The remaining question relates to the legal effect of filing disclaimers by the college and the fraternity.

The trial court held that they were made and filed by the parties under a mistake as to their legal rights and that a court of equity should relieve them of their mistake.

It is a well-established general rule that equity will not relieve against a mistake of law, that a party is bound by an instrument he executes with full knowledge of the facts though he is mistaken as to its legal effect. This rule is applied as well where the mistake of law is due to the erroneous advice of counsel. But there are exceptions to the general rule. Where a party in good faith is not mistaken as to the legal effect of the instrument he executes, but is mistaken as to his antecedent existing legal rights affected thereby, equity will correct his mistake. This principle has been stated by our *Page 680 court in Renard v. Clink, 91 Mich. 1 (30 Am. St. Rep. 458), as follows:

"But where a person is ignorant or mistaken with respect to his own antecedent and existing private legal rights, interests, or estates, and enters into some transaction, the legal scope and operation of which he correctly apprehends and understands, for the purpose of affecting such assumed rights, interests, or estates, equity will grant its relief, defensive or affirmative, treating the mistake as analogous to, if not identical with, a mistake of fact."
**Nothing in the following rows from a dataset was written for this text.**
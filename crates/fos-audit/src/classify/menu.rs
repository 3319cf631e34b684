//! Mobile Menu Completeness

use super::touch_target::meets_minimum;
use crate::snapshot::NodeSnapshot;

/// Missing piece of a menu toggle
#[derive(Debug, Clone, Copy, PartialEq, Eq)]
pub enum MenuDefect {
    AccessibleName,
    AriaExpanded,
    TargetSize,
}

impl MenuDefect {
    pub fn label(&self) -> &'static str {
        match self {
            Self::AccessibleName => "accessible name",
            Self::AriaExpanded => "aria-expanded",
            Self::TargetSize => "touch target size",
        }
    }
}

/// Menu verdict
#[derive(Debug, Clone, PartialEq)]
pub enum MenuCompleteness {
    /// No candidate toggle on the page
    Absent,
    Checked { findings: Vec<String>, missing: Vec<MenuDefect> },
}

impl MenuCompleteness {
    pub fn passed(&self) -> bool {
        matches!(self, Self::Checked { missing, .. } if missing.is_empty())
    }
}

pub fn classify(candidate: Option<&NodeSnapshot>, min_size: f64) -> MenuCompleteness {
    let Some(menu) = candidate else {
        return MenuCompleteness::Absent;
    };

    let mut findings = vec!["Found mobile menu".to_string()];
    let mut missing = Vec::new();

    let name = menu.non_empty_attr("aria-label").or_else(|| {
        let text = menu.text.trim();
        (!text.is_empty()).then_some(text)
    });
    match name {
        Some(name) => findings.push(format!("Has accessible name: {}", name)),
        None => {
            findings.push("Missing accessible name".to_string());
            missing.push(MenuDefect::AccessibleName);
        }
    }

    match menu.attr("aria-expanded") {
        Some(state) => findings.push(format!("Has aria-expanded: {}", state)),
        None => {
            findings.push("Missing aria-expanded".to_string());
            missing.push(MenuDefect::AriaExpanded);
        }
    }

    if meets_minimum(menu.geometry, min_size) {
        findings.push(format!("Meets touch size: {}", menu.geometry));
    } else {
        findings.push(format!("Too small: {}", menu.geometry));
        missing.push(MenuDefect::TargetSize);
    }

    MenuCompleteness::Checked { findings, missing }
}

#[cfg(test)]
mod tests {
    use super::*;

    #[test]
    fn test_absent_menu() {
        assert_eq!(classify(None, 44.0), MenuCompleteness::Absent);
        assert!(!classify(None, 44.0).passed());
    }

    #[test]
    fn test_only_aria_expanded_missing() {
        let menu = NodeSnapshot::new("m", "button").with_attr("aria-label", "Open menu").with_size(44.0, 44.0);

        match classify(Some(&menu), 44.0) {
            MenuCompleteness::Checked { missing, findings } => {
                assert_eq!(missing, vec![MenuDefect::AriaExpanded]);
                assert!(findings.contains(&"Has accessible name: Open menu".to_string()));
            }
            other => panic!("unexpected {:?}", other),
        }
    }

    #[test]
    fn test_text_counts_as_name() {
        let menu = NodeSnapshot::new("m", "button")
            .with_text("Menu")
            .with_attr("aria-expanded", "false")
            .with_size(48.0, 48.0);
        assert!(classify(Some(&menu), 44.0).passed());
    }

    #[test]
    fn test_every_defect_recorded() {
        let menu = NodeSnapshot::new("m", "div").with_attr("aria-label", "").with_size(24.0, 24.0);
        match classify(Some(&menu), 44.0) {
            MenuCompleteness::Checked { missing, .. } => assert_eq!(missing.len(), 3),
            other => panic!("unexpected {:?}", other),
        }
    }
}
This principle applies to the facts in the case at bar. The college and the fraternity had full knowledge of the facts; they understood the purpose and effect of making their disclaimers of all interest in and benefits under the declaration of trust, but, because of the attempted revocation, they were mistaken as to their antecedent existing legal right to the trust fund. In view of the law and the facts, the trial court was right in permitting a withdrawal of the disclaimers and the filing of answers to the bill of complaint.

The decree of the circuit court should be affirmed, with costs to the plaintiff.